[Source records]

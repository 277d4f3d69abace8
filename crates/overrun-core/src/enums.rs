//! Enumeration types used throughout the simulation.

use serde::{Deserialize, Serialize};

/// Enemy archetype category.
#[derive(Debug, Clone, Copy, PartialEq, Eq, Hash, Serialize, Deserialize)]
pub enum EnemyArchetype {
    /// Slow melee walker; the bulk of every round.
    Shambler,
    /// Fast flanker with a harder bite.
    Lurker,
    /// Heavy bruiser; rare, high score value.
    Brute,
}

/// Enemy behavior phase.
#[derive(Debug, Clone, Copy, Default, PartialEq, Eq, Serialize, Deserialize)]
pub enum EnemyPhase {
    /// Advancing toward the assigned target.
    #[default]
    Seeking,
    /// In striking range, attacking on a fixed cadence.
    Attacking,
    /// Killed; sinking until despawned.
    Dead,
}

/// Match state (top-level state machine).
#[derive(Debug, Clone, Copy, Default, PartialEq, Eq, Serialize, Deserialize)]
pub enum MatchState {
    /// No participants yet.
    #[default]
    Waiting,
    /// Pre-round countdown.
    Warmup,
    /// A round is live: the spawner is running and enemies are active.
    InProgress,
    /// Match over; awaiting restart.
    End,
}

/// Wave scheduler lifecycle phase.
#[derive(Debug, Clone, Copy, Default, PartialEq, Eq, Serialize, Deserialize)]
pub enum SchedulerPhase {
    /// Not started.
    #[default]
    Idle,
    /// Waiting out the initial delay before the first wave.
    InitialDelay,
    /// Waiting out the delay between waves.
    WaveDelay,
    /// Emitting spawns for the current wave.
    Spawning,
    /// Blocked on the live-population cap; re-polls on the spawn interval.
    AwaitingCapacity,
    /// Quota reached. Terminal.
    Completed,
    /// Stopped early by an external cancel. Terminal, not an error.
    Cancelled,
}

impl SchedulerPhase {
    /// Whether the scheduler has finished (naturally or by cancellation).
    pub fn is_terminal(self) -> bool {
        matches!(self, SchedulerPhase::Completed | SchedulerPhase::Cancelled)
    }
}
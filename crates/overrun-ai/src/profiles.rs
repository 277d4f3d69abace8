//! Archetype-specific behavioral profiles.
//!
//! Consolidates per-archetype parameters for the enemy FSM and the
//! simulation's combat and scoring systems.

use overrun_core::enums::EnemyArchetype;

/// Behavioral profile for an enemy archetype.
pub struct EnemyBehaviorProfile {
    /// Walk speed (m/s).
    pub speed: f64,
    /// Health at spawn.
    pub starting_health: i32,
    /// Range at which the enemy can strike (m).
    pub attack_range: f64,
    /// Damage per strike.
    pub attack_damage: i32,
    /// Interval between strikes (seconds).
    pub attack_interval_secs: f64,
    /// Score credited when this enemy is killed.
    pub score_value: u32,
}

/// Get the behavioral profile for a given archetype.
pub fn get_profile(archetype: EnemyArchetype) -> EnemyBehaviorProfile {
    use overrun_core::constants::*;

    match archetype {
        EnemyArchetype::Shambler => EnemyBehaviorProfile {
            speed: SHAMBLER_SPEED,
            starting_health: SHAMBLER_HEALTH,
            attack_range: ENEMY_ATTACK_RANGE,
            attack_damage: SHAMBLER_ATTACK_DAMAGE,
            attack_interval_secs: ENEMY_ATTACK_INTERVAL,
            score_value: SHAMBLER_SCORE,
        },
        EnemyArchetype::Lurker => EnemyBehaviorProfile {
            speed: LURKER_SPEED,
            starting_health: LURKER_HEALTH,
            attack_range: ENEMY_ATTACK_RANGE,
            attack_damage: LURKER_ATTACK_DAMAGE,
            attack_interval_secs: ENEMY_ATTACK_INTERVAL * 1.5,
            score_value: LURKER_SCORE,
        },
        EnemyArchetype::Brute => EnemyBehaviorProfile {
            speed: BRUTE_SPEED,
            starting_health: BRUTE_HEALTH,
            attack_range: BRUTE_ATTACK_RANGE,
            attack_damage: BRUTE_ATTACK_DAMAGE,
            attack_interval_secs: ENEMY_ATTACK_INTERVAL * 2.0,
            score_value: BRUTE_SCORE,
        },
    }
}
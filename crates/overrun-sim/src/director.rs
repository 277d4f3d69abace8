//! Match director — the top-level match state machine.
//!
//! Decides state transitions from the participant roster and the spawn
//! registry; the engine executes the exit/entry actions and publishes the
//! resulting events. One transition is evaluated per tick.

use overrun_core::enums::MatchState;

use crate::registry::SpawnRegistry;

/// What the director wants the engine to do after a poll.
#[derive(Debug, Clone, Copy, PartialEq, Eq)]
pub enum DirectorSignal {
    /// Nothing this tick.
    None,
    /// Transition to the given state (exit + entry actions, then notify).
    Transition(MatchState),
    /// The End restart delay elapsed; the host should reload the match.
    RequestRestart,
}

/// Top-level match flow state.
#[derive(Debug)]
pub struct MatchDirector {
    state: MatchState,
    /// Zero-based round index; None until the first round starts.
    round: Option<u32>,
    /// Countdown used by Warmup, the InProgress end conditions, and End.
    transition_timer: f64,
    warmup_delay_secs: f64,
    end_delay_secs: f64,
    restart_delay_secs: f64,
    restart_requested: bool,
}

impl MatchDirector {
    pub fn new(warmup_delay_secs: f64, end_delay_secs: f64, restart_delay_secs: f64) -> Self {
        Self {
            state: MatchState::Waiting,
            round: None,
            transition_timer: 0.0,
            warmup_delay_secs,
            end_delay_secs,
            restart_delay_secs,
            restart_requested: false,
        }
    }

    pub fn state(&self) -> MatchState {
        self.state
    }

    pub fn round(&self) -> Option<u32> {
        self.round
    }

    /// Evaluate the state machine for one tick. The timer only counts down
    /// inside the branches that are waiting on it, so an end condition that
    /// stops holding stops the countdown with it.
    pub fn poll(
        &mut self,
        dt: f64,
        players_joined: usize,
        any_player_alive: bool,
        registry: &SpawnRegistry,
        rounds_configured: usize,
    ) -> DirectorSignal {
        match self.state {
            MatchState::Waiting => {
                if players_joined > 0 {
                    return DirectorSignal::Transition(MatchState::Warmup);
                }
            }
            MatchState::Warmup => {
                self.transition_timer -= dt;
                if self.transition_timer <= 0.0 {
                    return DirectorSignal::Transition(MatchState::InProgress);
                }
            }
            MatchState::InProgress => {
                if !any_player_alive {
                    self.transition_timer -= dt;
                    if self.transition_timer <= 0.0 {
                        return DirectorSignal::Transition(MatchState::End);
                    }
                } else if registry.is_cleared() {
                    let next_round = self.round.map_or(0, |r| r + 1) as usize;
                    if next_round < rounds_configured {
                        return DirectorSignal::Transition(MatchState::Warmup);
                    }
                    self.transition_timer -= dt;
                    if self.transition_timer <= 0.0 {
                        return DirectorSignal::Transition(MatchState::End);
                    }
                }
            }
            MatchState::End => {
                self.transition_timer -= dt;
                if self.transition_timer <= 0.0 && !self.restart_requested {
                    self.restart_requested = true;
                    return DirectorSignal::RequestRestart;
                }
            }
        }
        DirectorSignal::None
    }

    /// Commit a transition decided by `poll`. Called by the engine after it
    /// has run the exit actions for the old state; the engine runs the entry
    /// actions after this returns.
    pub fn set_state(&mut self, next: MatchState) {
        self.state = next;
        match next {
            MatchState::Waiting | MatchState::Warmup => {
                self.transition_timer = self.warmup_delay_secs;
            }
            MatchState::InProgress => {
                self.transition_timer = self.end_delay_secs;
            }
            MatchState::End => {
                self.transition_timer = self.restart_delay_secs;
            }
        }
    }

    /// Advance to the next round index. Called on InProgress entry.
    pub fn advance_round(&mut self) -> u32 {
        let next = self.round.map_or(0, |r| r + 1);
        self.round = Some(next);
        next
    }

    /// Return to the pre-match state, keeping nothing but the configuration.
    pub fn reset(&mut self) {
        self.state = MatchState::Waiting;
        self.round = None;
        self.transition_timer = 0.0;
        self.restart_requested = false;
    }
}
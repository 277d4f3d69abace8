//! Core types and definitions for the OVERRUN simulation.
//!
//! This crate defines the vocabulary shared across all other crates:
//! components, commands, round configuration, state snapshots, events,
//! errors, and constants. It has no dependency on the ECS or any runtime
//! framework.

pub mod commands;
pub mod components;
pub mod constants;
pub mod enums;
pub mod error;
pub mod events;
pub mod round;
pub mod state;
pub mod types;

*PROBLEM REQUIREMENTS*.
Please print verbatim each line from the first line of the entries above to the line that contains "a fixed cadence.", inclusive, and nothing more.

*OUTPUT*.
repository 277d4f3d69abace8
filename crates/overrun-core/src/enums.rs
//! Enumeration types used throughout the simulation.

use serde::{Deserialize, Serialize};

/// Enemy archetype category.
#[derive(Debug, Clone, Copy, PartialEq, Eq, Hash, Serialize, Deserialize)]
pub enum EnemyArchetype {
    /// Slow melee walker; the bulk of every round.
    Shambler,
    /// Fast flanker with a harder bite.
    Lurker,
    /// Heavy bruiser; rare, high score value.
    Brute,
}

/// Enemy behavior phase.
#[derive(Debug, Clone, Copy, Default, PartialEq, Eq, Serialize, Deserialize)]
pub enum EnemyPhase {
    /// Advancing toward the assigned target.
    #[default]
    Seeking,
    /// In striking range, attacking on a fixed cadence.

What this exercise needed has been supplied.